Goodbye, Christopher Robin (Simon Curtis) Oct. 13. Now here’s a movie that has the old “Oscar bait” all over it. It’s literary–about the creator of Winnie the Pooh, A.A. Milne, and his experiences in World War I, and an emotional tale about fathers and sons. The only question that remains is is it any good?

The Killing of a Sacred Deer (Yorgos Lanthimos) Oct. 27. Two of Lanthimos’ previous two films, Dogtooth and The Lobster, received Oscar nominations. Will this Greek director who has a different perspective than most crack into Oscar respectability? I don’t know anything about the plot of this film. It stars Colin Farrell and Nicole Kidman.

Last Flag Flying (Richard Linklater) Nov. 3. The plot sounds formulaic–three war buddies attend the funeral of one of their sons–but Linklater may make it better than it sounds. Starring (again) Steve Carell, Bryan Cranston, and Laurence Fishburne, it may tap into the zeitgeist.

Mudbound (Dee Rees) Nov. 17. A film directed by a black woman (the only other film thus directed to be nominated for Best Picture was Selma), it is set in the South post-World War II. It has been seen, at Sundance, and though it didn’t win a prize it was generally well-received.

Phantom Thread  (P.T. Anderson) Dec. 25. Anderson almost always comes up with films that get Oscar nominations, ever since Boogie Nights, but only There Will Be Blood got a nomination for Best Picture. It’s mostly being celebrated as purportedly the last film for Daniel-Day Lewis (though he’s retired before) and set in the London fashion world of the ’50s.

The Post (Steven Spielberg) Dec. 22. Another late release, but it’s hard to bet against the trio of Spielberg, Meryl Streep, and Tom Hanks, telling the story of the Pentagon Papers. Hanks plays Washington Post editor Ben Bradlee, who has already been played by one Oscar-winner, Jason Robards in All the President’s Men.

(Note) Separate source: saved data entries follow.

// Copyright 2025 John Brosnihan
//
// Licensed under the Apache License, Version 2.0 (the "License");
// you may not use this file except in compliance with the License.
// You may obtain a copy of the License at
//
//     http://www.apache.org/licenses/LICENSE-2.0
//
// Unless required by applicable law or agreed to in writing, software
// distributed under the License is distributed on an "AS IS" BASIS,
// WITHOUT WARRANTIES OR CONDITIONS OF ANY KIND, either express or implied.
// See the License for the specific language governing permissions and
// limitations under the License.
//! Spatial (six-degree-of-freedom) value types
//!
//! Every rigid-body quantity is split into a linear part and an angular part:
//!
//! | Type               | Linear            | Angular                     |
//! |--------------------|-------------------|-----------------------------|
//! | `SpatialTransform` | position (m)      | orientation (unit quaternion) |
//! | `SpatialMotion`    | velocity (m/s)    | angular velocity (rad/s)    |
//! | `SpatialForce`     | force (N)         | torque (N·m)                |
//! | `SpatialInertia`   | mass (kg)         | body-frame inertia tensor   |
//!
//! All values are double precision and backed by `glam`'s `f64` types, which
//! act as the numeric backend for the whole crate. The `from_linear`
//! constructors always zero the angular part (identity for orientations).

use glam::{DMat3, DQuat, DVec3};
use serde::{Deserialize, Serialize};

/// Position and orientation of a body in world space
#[derive(Debug, Clone, Copy, PartialEq, Serialize, Deserialize)]
pub struct SpatialTransform {
    /// Orientation as a unit quaternion (body to world)
    pub angular: DQuat,
    /// Position of the center of mass
    pub linear: DVec3,
}

impl SpatialTransform {
    /// Create a transform from both parts
    pub fn new(angular: DQuat, linear: DVec3) -> Self {
        SpatialTransform { angular, linear }
    }

    /// Transform at `linear` with identity orientation
    pub fn from_linear(linear: DVec3) -> Self {
        SpatialTransform::new(DQuat::IDENTITY, linear)
    }

    /// Transform at the origin with the given orientation
    pub fn from_angular(angular: DQuat) -> Self {
        SpatialTransform::new(angular, DVec3::ZERO)
    }

    /// Identity transform at the origin
    pub fn identity() -> Self {
        SpatialTransform::new(DQuat::IDENTITY, DVec3::ZERO)
    }

    /// Linear part
    pub fn linear(&self) -> DVec3 {
        self.linear
    }

    /// Angular part
    pub fn angular(&self) -> DQuat {
        self.angular
    }

    /// Check that every coordinate is finite
    pub fn is_finite(&self) -> bool {
        self.linear.is_finite() && self.angular.is_finite()
    }
}

impl Default for SpatialTransform {
    fn default() -> Self {
        SpatialTransform::identity()
    }
}

/// Linear and angular velocity (or acceleration) in world space
#[derive(Debug, Clone, Copy, PartialEq, Default, Serialize, Deserialize)]
pub struct SpatialMotion {
    /// Angular rate about the center of mass
    pub angular: DVec3,
    /// Linear rate of the center of mass
    pub linear: DVec3,
}

impl SpatialMotion {
    /// Create a motion from both parts
    pub fn new(angular: DVec3, linear: DVec3) -> Self {
        SpatialMotion { angular, linear }
    }

    /// Pure translation
    pub fn from_linear(linear: DVec3) -> Self {
        SpatialMotion::new(DVec3::ZERO, linear)
    }

    /// Pure rotation
    pub fn from_angular(angular: DVec3) -> Self {
        SpatialMotion::new(angular, DVec3::ZERO)
    }

    /// No motion
    pub fn zero() -> Self {
        SpatialMotion::default()
    }

    /// Linear part
    pub fn linear(&self) -> DVec3 {
        self.linear
    }

    /// Angular part
    pub fn angular(&self) -> DVec3 {
        self.angular
    }

    /// Check that every coordinate is finite
    pub fn is_finite(&self) -> bool {
        self.linear.is_finite() && self.angular.is_finite()
    }
}

impl std::ops::Add for SpatialMotion {
    type Output = SpatialMotion;

    fn add(self, rhs: SpatialMotion) -> SpatialMotion {
        SpatialMotion::new(self.angular + rhs.angular, self.linear + rhs.linear)
    }
}

impl std::ops::Mul<f64> for SpatialMotion {
    type Output = SpatialMotion;

    fn mul(self, rhs: f64) -> SpatialMotion {
        SpatialMotion::new(self.angular * rhs, self.linear * rhs)
    }
}

/// Force and torque acting on a body, expressed in world space
#[derive(Debug, Clone, Copy, PartialEq, Default, Serialize, Deserialize)]
pub struct SpatialForce {
    /// Torque about the center of mass
    pub angular: DVec3,
    /// Force through the center of mass
    pub linear: DVec3,
}

impl SpatialForce {
    /// Create a force from both parts
    pub fn new(angular: DVec3, linear: DVec3) -> Self {
        SpatialForce { angular, linear }
    }

    /// Pure force, no torque
    pub fn from_linear(linear: DVec3) -> Self {
        SpatialForce::new(DVec3::ZERO, linear)
    }

    /// Pure torque, no force
    pub fn from_torque(angular: DVec3) -> Self {
        SpatialForce::new(angular, DVec3::ZERO)
    }

    /// No force
    pub fn zero() -> Self {
        SpatialForce::default()
    }

    /// Linear part
    pub fn linear(&self) -> DVec3 {
        self.linear
    }

    /// Angular part (torque)
    pub fn torque(&self) -> DVec3 {
        self.angular
    }

    /// Check that every coordinate is finite
    pub fn is_finite(&self) -> bool {
        self.linear.is_finite() && self.angular.is_finite()
    }
}

impl std::ops::Add for SpatialForce {
    type Output = SpatialForce;

    fn add(self, rhs: SpatialForce) -> SpatialForce {
        SpatialForce::new(self.angular + rhs.angular, self.linear + rhs.linear)
    }
}

impl std::ops::AddAssign for SpatialForce {
    fn add_assign(&mut self, rhs: SpatialForce) {
        self.angular += rhs.angular;
        self.linear += rhs.linear;
    }
}

/// Mass and rotational inertia of a rigid body
///
/// The tensor is expressed in the body frame about the center of mass. It is
/// rotated into world space by the integrator every step.
#[derive(Debug, Clone, Copy, PartialEq, Serialize, Deserialize)]
pub struct SpatialInertia {
    /// Body-frame inertia tensor (kg·m²)
    pub tensor: DMat3,
    /// Mass (kg)
    pub mass: f64,
}

impl SpatialInertia {
    /// Create an inertia from a full tensor and a mass
    pub fn new(tensor: DMat3, mass: f64) -> Self {
        SpatialInertia { tensor, mass }
    }

    /// Point-like body: unit diagonal tensor scaled by mass
    pub fn from_mass(mass: f64) -> Self {
        SpatialInertia::new(DMat3::from_diagonal(DVec3::splat(mass)), mass)
    }

    /// Body with a diagonal (principal axes) tensor
    pub fn from_diagonal(principal: DVec3, mass: f64) -> Self {
        SpatialInertia::new(DMat3::from_diagonal(principal), mass)
    }

    /// Solid sphere of uniform density
    pub fn solid_sphere(mass: f64, radius: f64) -> Self {
        let i = 0.4 * mass * radius * radius;
        SpatialInertia::from_diagonal(DVec3::splat(i), mass)
    }

    /// Mass
    pub fn mass(&self) -> f64 {
        self.mass
    }

    /// Body-frame tensor
    pub fn tensor(&self) -> DMat3 {
        self.tensor
    }

    /// Inverse body-frame tensor, `None` when singular
    pub fn inverse_tensor(&self) -> Option<DMat3> {
        let det = self.tensor.determinant();
        if det == 0.0 || !det.is_finite() {
            return None;
        }
        let inverse = self.tensor.inverse();
        inverse.is_finite().then_some(inverse)
    }

    /// Tensor rotated into world space: `R · I · Rᵀ`
    pub fn world_tensor(&self, orientation: DQuat) -> DMat3 {
        let rotation = DMat3::from_quat(orientation);
        rotation * self.tensor * rotation.transpose()
    }

    /// Mass is strictly positive and finite
    pub fn has_valid_mass(&self) -> bool {
        self.mass > 0.0 && self.mass.is_finite()
    }

    /// Check that mass and tensor are finite
    pub fn is_finite(&self) -> bool {
        self.mass.is_finite() && self.tensor.is_finite()
    }
}

/// Integrate an orientation by angular velocity `omega` over `dt`
///
/// Uses the quaternion derivative `q̇ = ½ · ω ⊗ q` and renormalizes the result.
pub fn integrate_orientation(orientation: DQuat, omega: DVec3, dt: f64) -> DQuat {
    let spin = DQuat::from_xyzw(omega.x, omega.y, omega.z, 0.0) * orientation;
    (orientation + spin * (0.5 * dt)).normalize()
}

Three Billboards Outside Ebbing, Missouri (Martin McDonagh) Nov. 10. I was intrigued by the trailer–this may get the usual Coen Brothers slot. McDonagh, a fantastic playwright, has had a checkered career as film director–In Bruges and Seven Psychopaths–but has already won an Oscar for Best Short Film. It stars Frances McDormand as a woman demanding justice for her dead daughter, and seems to be anti-police, which could be another zeitgeist nominee.
Also possible:
Darkest Hour (Joe Wright); Detroit (Katheryn Bigelow); Victoria and Abdul (Stephen Frears); Wonderstruck (Todd Haynes); Suburbicon (George Clooney); Wonder Wheel (Woody Allen).